Sauf la Révolution populaire, il n’y a pas d’autre voie de résistance à la menace d’une armée disciplinée, qu’en ayant une armée plus forte et plus disciplinée, de sorte que les plus rigides antimilitaristes, s’ils ne sont anarchistes, et s’ils sont effrayés de la destruction de l’État, sont inévitablement, conduits a devenir d’ardents militaristes. En fait, dans l’espoir problématique d’écraser le militarisme prussien, ils ont renoncé à tout l’esprit et, à toutes les traditions de la liberté, ils ont prussianisé l’Angleterre et la France ; ils se sont soumis au tsarisme ; ils ont restauré le prestige du trône chancelant d’Italie.

Des anarchistes peuvent-ils, un seul instant, accepter cet état de choses, sans renoncer a tout droit de s’intituler anarchistes ? Quant à moi, même la domination étrangère imposée par la force et menant à la révolte, est préférable à l’oppression intérieure acceptée humblement, presque avec reconnaissance, dans l’espoir que, par ce moyen, nous serons préservés d’un plus grand mal. Il est vain de prétendre, comme le font les rédacteurs et signataires du Manifeste en question, que leur position est déterminée par des événements exceptionnels et que, la guerre une fois terminée, chacun retournera, dans son camp et combattra pour son propre idéal. Car, s’il est nécessaire, actuellement de travailler en harmonie avec le gouvernement et le capitalisme, pour se défendre contre « la menace germanique », ceci sera aussi nécessaire après que pendant la guerre. Quelque grande que puisse être la défaite de l’armée allemande — s’il est vrai qu’elle sera battue — il ne sera jamais possible d’empêcher les patriotes allemands de songer à la revanche et de la préparer ; et les patriotes des autres contrées, très raisonnablement, de leur propre point de vue, désireront se tenir prêts, de façon à ne plus être pris au dépourvu. Ceci signifie que le militarisme prussien deviendra une institution permanente et régulière dans tous les pays. Que diront alors les prétendus anarchistes qui, actuellement, désirent la victoire d’une des alliances en guerre ? S’intitulant antimilitaristes, iront-ils prêcher le désarmement, le refus du service militaire, et le sabotage de la défense nationale, uniquement pour devenir, au premier soupçon de guerre, des sergents recruteurs pour les gouvernements qu’ils auront essayé de désarmer et de paralyser ?

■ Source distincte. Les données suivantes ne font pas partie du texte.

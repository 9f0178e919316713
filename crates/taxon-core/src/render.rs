use std::io::{self, IsTerminal, Write};

use anyhow::anyhow;
use chrono::{DateTime, Local};
use taxon_model::{CategoryKind, Notice, RowView, Severity};
use unicode_width::UnicodeWidthStr;

use crate::config::Config;

#[derive(Debug, Clone)]
pub struct Renderer {
    color: bool,
}

impl Renderer {
    pub fn new(cfg: &Config) -> anyhow::Result<Self> {
        let color_cfg = cfg.get("color").unwrap_or_else(|| "on".to_string());
        let color = match color_cfg.to_ascii_lowercase().as_str() {
            "on" | "yes" | "true" | "1" => true,
            "off" | "no" | "false" | "0" => false,
            other => return Err(anyhow!("invalid color setting: {other}")),
        };

        Ok(Self { color })
    }

    pub fn print_date_header(&mut self, now: DateTime<Local>) -> anyhow::Result<()> {
        let mut out = io::stdout().lock();
        let header = format_dashboard_date(now);
        writeln!(out, "{}", self.paint(&header, "1"))?;
        writeln!(out)?;
        Ok(())
    }

    #[tracing::instrument(skip(self, rows))]
    pub fn print_category_table(&mut self, kind: CategoryKind, rows: &[RowView]) -> anyhow::Result<()> {
        let mut out = io::stdout().lock();

        writeln!(out, "{}", self.paint(&format!("{} categories", kind.label()), "36"))?;
        if rows.is_empty() {
            writeln!(out, "(none)")?;
            writeln!(out)?;
            return Ok(());
        }

        let headers = vec!["#".to_string(), "Name".to_string(), "ID".to_string()];
        let rows = rows
            .iter()
            .enumerate()
            .map(|(idx, row)| {
                vec![
                    self.paint(&(idx + 1).to_string(), "33"),
                    row.display_name().to_string(),
                    row.id.clone(),
                ]
            })
            .collect();

        write_table(&mut out, headers, rows)?;
        writeln!(out)?;
        Ok(())
    }

    pub fn print_notice(&mut self, notice: &Notice) -> anyhow::Result<()> {
        let code = match notice.severity {
            Severity::Success => "32",
            Severity::Warning => "33",
            Severity::Error => "31",
        };
        let text = self.paint(&notice.message, code);
        match notice.severity {
            Severity::Success => writeln!(io::stdout().lock(), "{text}")?,
            Severity::Warning | Severity::Error => writeln!(io::stderr().lock(), "{text}")?,
        }
        Ok(())
    }

    fn paint(&self, text: &str, code: &str) -> String {
        if !self.color || !io::stdout().is_terminal() {
            return text.to_string();
        }
        format!("\x1b[{code}m{text}\x1b[0m")
    }
}

/// `Monday, October 19, 2026`
pub fn format_dashboard_date(now: DateTime<Local>) -> String {
    now.format("%A, %B %-d, %Y").to_string()
}

fn write_table<W: Write>(
    mut writer: W,
    headers: Vec<String>,
    rows: Vec<Vec<String>>,
) -> anyhow::Result<()> {
    let column_count = headers.len();
    let mut widths = vec![0usize; column_count];

    for (idx, header) in headers.iter().enumerate() {
        widths[idx] = widths[idx].max(UnicodeWidthStr::width(header.as_str()));
    }

    for row in &rows {
        for (idx, cell) in row.iter().enumerate() {
            widths[idx] = widths[idx].max(UnicodeWidthStr::width(strip_ansi(cell).as_str()));
        }
    }

    for idx in 0..column_count {
        write!(writer, "{:width$} ", headers[idx], width = widths[idx])?;
    }
    writeln!(writer)?;

    for idx in 0..column_count {
        write!(writer, "{:-<width$} ", "", width = widths[idx])?;
    }
    writeln!(writer)?;

    for row in rows {
        for idx in 0..column_count {
            let cell = &row[idx];
            let visible_width = UnicodeWidthStr::width(strip_ansi(cell).as_str());
            let padding = widths[idx].saturating_sub(visible_width);
            write!(writer, "{}{} ", cell, " ".repeat(padding))?;
        }
        writeln!(writer)?;
    }

    Ok(())
}

fn strip_ansi(s: &str) -> String {
    let mut out = String::with_capacity(s.len());
    let mut escaped = false;

    for ch in s.chars() {
        if escaped {
            if ch == 'm' {
                escaped = false;
            }
            continue;
        }

        if ch == '\x1b' {
            escaped = true;
            continue;
        }

        out.push(ch);
    }

    out
}

#[cfg(test)]
mod tests {
    use super::*;
    use chrono::TimeZone;

    #[test]
    fn dashboard_date_uses_long_us_format() {
        let when = Local
            .with_ymd_and_hms(2026, 10, 19, 9, 30, 0)
            .single()
            .expect("unambiguous local time");
        assert_eq!(format_dashboard_date(when), "Monday, October 19, 2026");
    }

    #[test]
    fn table_pads_by_visible_width() {
        let mut buf = Vec::new();
        write_table(
            &mut buf,
            vec!["#".to_string(), "Name".to_string()],
            vec![
                vec!["\x1b[33m1\x1b[0m".to_string(), "Élevé".to_string()],
                vec!["2".to_string(), "Low".to_string()],
            ],
        )
        .expect("write table");

        let text = String::from_utf8(buf).expect("utf8");
        let lines: Vec<&str> = text.lines().collect();
        assert_eq!(lines[0], "# Name  ");
        assert_eq!(lines[1], "- ----- ");
        assert_eq!(strip_ansi(lines[2]), "1 Élevé ");
        assert_eq!(lines[3], "2 Low   ");
    }
}
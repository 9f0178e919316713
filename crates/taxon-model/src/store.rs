use std::collections::BTreeMap;

use anyhow::anyhow;

/// Durable string slots the manager persists into.
pub trait KeyValueStore {
  fn get(
    &self,
    key: &str
  ) -> anyhow::Result<Option<String>>;

  fn set(
    &mut self,
    key: &str,
    value: &str
  ) -> anyhow::Result<()>;

  fn remove(
    &mut self,
    key: &str
  ) -> anyhow::Result<()>;
}

/// In-memory store. Counts writes so callers can assert
/// that an operation did not persist anything.
#[derive(Debug, Clone, Default)]
pub struct MemoryStore {
  slots:       BTreeMap<String, String>,
  writes:      usize,
  attempts:    usize,
  fail_writes: bool,
  fail_at:     Option<usize>
}

impl MemoryStore {
  pub fn new() -> Self {
    Self::default()
  }

  pub fn with_slot(
    mut self,
    key: &str,
    value: &str
  ) -> Self {
    self
      .slots
      .insert(key.to_string(), value.to_string());
    self
  }

  pub fn writes(&self) -> usize {
    self.writes
  }

  pub fn slot(
    &self,
    key: &str
  ) -> Option<&str> {
    self.slots.get(key).map(String::as_str)
  }

  /// Makes every following `set` fail, as a full quota would.
  pub fn fail_writes(
    &mut self,
    fail: bool
  ) {
    self.fail_writes = fail;
  }

  /// Makes only the `n`th following `set` fail (1-based).
  pub fn fail_write_at(
    &mut self,
    n: usize
  ) {
    self.fail_at =
      Some(self.attempts.saturating_add(n));
  }
}

impl KeyValueStore for MemoryStore {
  fn get(
    &self,
    key: &str
  ) -> anyhow::Result<Option<String>> {
    Ok(self.slots.get(key).cloned())
  }

  fn set(
    &mut self,
    key: &str,
    value: &str
  ) -> anyhow::Result<()> {
    self.attempts = self.attempts.saturating_add(1);
    if self.fail_writes
      || self.fail_at == Some(self.attempts)
    {
      return Err(anyhow!(
        "storage rejected write to {key}"
      ));
    }
    self
      .slots
      .insert(key.to_string(), value.to_string());
    self.writes = self.writes.saturating_add(1);
    Ok(())
  }

  fn remove(
    &mut self,
    key: &str
  ) -> anyhow::Result<()> {
    if self.fail_writes {
      return Err(anyhow!(
        "storage rejected removal of {key}"
      ));
    }
    self.slots.remove(key);
    Ok(())
  }
}
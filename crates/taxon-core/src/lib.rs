pub mod cli;
pub mod commands;
pub mod config;
pub mod datastore;
pub mod render;

use std::ffi::OsString;

use anyhow::Context;
use clap::Parser;
use taxon_model::CategoryManager;
use tracing::{
  debug,
  info
};

#[tracing::instrument(skip_all)]
pub fn run(
  raw_args: Vec<OsString>
) -> anyhow::Result<()> {
  let pre =
    cli::preprocess_args(&raw_args)?;
  let cli = cli::GlobalCli::parse_from(
    pre.cleaned_args
  );

  cli::init_tracing(
    cli.verbose,
    cli.quiet
  )?;

  info!(
    verbose = cli.verbose,
    quiet = cli.quiet,
    "starting taxon CLI"
  );
  debug!(?pre.rc_overrides, "preprocessed rc overrides");

  let mut cfg = config::Config::load(
    cli.taxonrc.as_deref()
  )?;
  cfg.apply_overrides(
    pre.rc_overrides.into_iter().chain(
      cli
        .rc_overrides
        .into_iter()
        .map(|kv| (kv.key, kv.value))
    )
  );

  let data_dir =
    config::resolve_data_dir(
      &cfg,
      cli.data.as_deref()
    )
    .context(
      "failed to resolve data \
       directory"
    )?;

  let store =
    datastore::FileStore::open(
      &data_dir
    )
    .with_context(|| {
      format!(
        "failed to open category store \
         at {}",
        data_dir.display()
      )
    })?;
  let mut manager =
    CategoryManager::load(
      store,
      cfg.category_config()?
    );

  let mut renderer =
    render::Renderer::new(&cfg)?;
  let inv = cli::Invocation::parse(
    &cfg, cli.rest
  )?;

  commands::dispatch(
    &mut manager,
    &cfg,
    &mut renderer,
    inv,
    commands::RunOptions {
      assume_yes: cli.yes
    }
  )?;

  info!("done");
  Ok(())
}
use taxon_model::Notice;
use yew::{
  Callback,
  Html,
  Properties,
  classes,
  function_component,
  html
};

#[derive(Properties, PartialEq)]
pub struct NoticeToastProps {
  pub notice:     Option<Notice>,
  pub on_dismiss: Callback<yew::MouseEvent>
}

#[function_component(NoticeToast)]
pub fn notice_toast(
  props: &NoticeToastProps
) -> Html {
  let Some(notice) = &props.notice else {
    return html! {};
  };

  html! {
      <div
          class={classes!("notification", notice.severity.as_class())}
          role="status"
          onclick={props.on_dismiss.clone()}
      >
          { &notice.message }
      </div>
  }
}
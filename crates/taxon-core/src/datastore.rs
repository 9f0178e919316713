use std::fs;
use std::io::{ErrorKind, Write};
use std::path::{Path, PathBuf};

use anyhow::{Context, anyhow};
use taxon_model::KeyValueStore;
use tempfile::NamedTempFile;
use tracing::{debug, info};

/// Key-value slots stored as `<key>.json` files in one data
/// directory. Every write replaces its file atomically.
#[derive(Debug)]
pub struct FileStore {
    pub data_dir: PathBuf,
}

impl FileStore {
    #[tracing::instrument(skip(data_dir))]
    pub fn open(data_dir: &Path) -> anyhow::Result<Self> {
        let data_dir = data_dir.to_path_buf();
        fs::create_dir_all(&data_dir)
            .with_context(|| format!("failed to create {}", data_dir.display()))?;

        info!(data_dir = %data_dir.display(), "opened category store");
        Ok(Self { data_dir })
    }

    pub fn slot_path(&self, key: &str) -> anyhow::Result<PathBuf> {
        let valid = !key.is_empty()
            && key
                .chars()
                .all(|ch| ch.is_ascii_alphanumeric() || matches!(ch, '_' | '-' | '.'))
            && !key.starts_with('.');
        if !valid {
            return Err(anyhow!("invalid storage key: {key:?}"));
        }
        Ok(self.data_dir.join(format!("{key}.json")))
    }
}

impl KeyValueStore for FileStore {
    #[tracing::instrument(skip(self))]
    fn get(&self, key: &str) -> anyhow::Result<Option<String>> {
        let path = self.slot_path(key)?;
        match fs::read_to_string(&path) {
            Ok(raw) => {
                debug!(file = %path.display(), bytes = raw.len(), "read slot");
                Ok(Some(raw))
            }
            Err(err) if err.kind() == ErrorKind::NotFound => Ok(None),
            Err(err) => Err(err).with_context(|| format!("failed reading {}", path.display())),
        }
    }

    #[tracing::instrument(skip(self, value))]
    fn set(&mut self, key: &str, value: &str) -> anyhow::Result<()> {
        let path = self.slot_path(key)?;
        debug!(file = %path.display(), bytes = value.len(), "writing slot atomically");

        let mut temp = NamedTempFile::new_in(&self.data_dir)
            .with_context(|| format!("failed to create temp file in {}", self.data_dir.display()))?;
        temp.write_all(value.as_bytes())?;
        temp.flush()?;
        temp.persist(&path)
            .map_err(|err| anyhow!("failed to persist {}: {}", path.display(), err))?;

        Ok(())
    }

    #[tracing::instrument(skip(self))]
    fn remove(&mut self, key: &str) -> anyhow::Result<()> {
        let path = self.slot_path(key)?;
        match fs::remove_file(&path) {
            Ok(()) => {
                debug!(file = %path.display(), "removed slot");
                Ok(())
            }
            Err(err) if err.kind() == ErrorKind::NotFound => Ok(()),
            Err(err) => Err(err).with_context(|| format!("failed removing {}", path.display())),
        }
    }
}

On dit que ces choses prendront fin, quand le peuple allemand se sera débarrassé de ses tyrans et aura cessé d’être une menace pour l’Europe, par la destruction du militarisme dans sa patrie. Mais si cela est, les allemands qui pensent, à bon droit, que la domination anglaise et française (pour ne pas parler de la Russie tsariste) ne sera pas plus agréable aux allemands que la domination germanique aux français et aux anglais, désireront d’abord attendre que les russes et les autres détruisent leur propre militarisme et voudront, entre temps, continuer à accroître leur armée. Et alors ? Pendant combien de temps faudra-t-il ajourner la Révolu-

tion ? Et l’Anarchie ? Devons-nous attendre éternellement que les autres commencent ?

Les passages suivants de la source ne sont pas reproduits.